La Borinqueña: Decolonizing and Indigenizing the Universe of Comics

In global popular culture today, the superhero reigns supreme. Though Indigenous talents are becoming more visible in this alt-universe—actor Jason Momoa as Aquaman, Taika Waititi directing Thor: Ragnarok— characters and storylines still lean toward extraterrestrial themes and European-derived mythologies. Graphic novelist Edgardo Miranda-Rodriguez, looking to change this status quo, decided to reach back to his own Taíno heritage from Puerto Rico in order to create a new kind of hero for his people and beyond: one whose powers and values come from a decidedly Indigenous foundation.

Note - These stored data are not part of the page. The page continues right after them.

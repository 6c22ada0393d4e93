use thiserror::Error;

#[derive(Debug, Error)]
pub enum EstimatorError {
    #[error("not initialized: run 'estimator init'")]
    NotInitialized,

    #[error("unknown question: {0}")]
    UnknownField(String),

    #[error("invalid value '{value}' for {field}")]
    InvalidValue { field: String, value: String },

    #[error("{field} is a {actual} question, expected {expected}")]
    WrongStepKind {
        field: String,
        expected: &'static str,
        actual: &'static str,
    },

    #[error("step incomplete: {message}")]
    StepIncomplete { field: String, message: String },

    #[error("submit is only available on the review step (current step: {0})")]
    NotAtReview(usize),

    #[error("invalid slug '{0}': must be lowercase alphanumeric with hyphens")]
    InvalidSlug(String),

    #[error("content query failed: {0}")]
    Content(String),

    #[error(transparent)]
    Io(#[from] std::io::Error),

    #[error(transparent)]
    Yaml(#[from] serde_yaml::Error),

    #[error(transparent)]
    Json(#[from] serde_json::Error),

    #[error(transparent)]
    Http(#[from] reqwest::Error),

    #[error("report template: {0}")]
    Template(#[from] tera::Error),
}

pub type Result<T> = std::result::Result<T, EstimatorError>;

At least 70 percent of Puerto Ricans today are, in part, of Taíno descent, long affirmed by community systems and family lore across their island. The U.S. government-installed public education system, however, sought from its beginnings to counter that understanding. Indoctrinating a century’s worth of its territorial subjects in a stance that, contrary to their own oral histories, the Taíno people had actually been wiped out centuries ago, this curriculum asserted that Puerto Ricans therefore had no rightful Indigenous, historic claim over their colonized lands. Those who resisted, remaining steadfast in a Taíno-centered identity despite enduring marginalization for doing so, have been officially vindicated by recent advances in DNA testing that can not only confirm Amerindian ancestry, but actually pinpoint Taíno-specific gene markers distinct from other Native populations across the Americas. It is from this long suppressed history that La Borinqueña was born.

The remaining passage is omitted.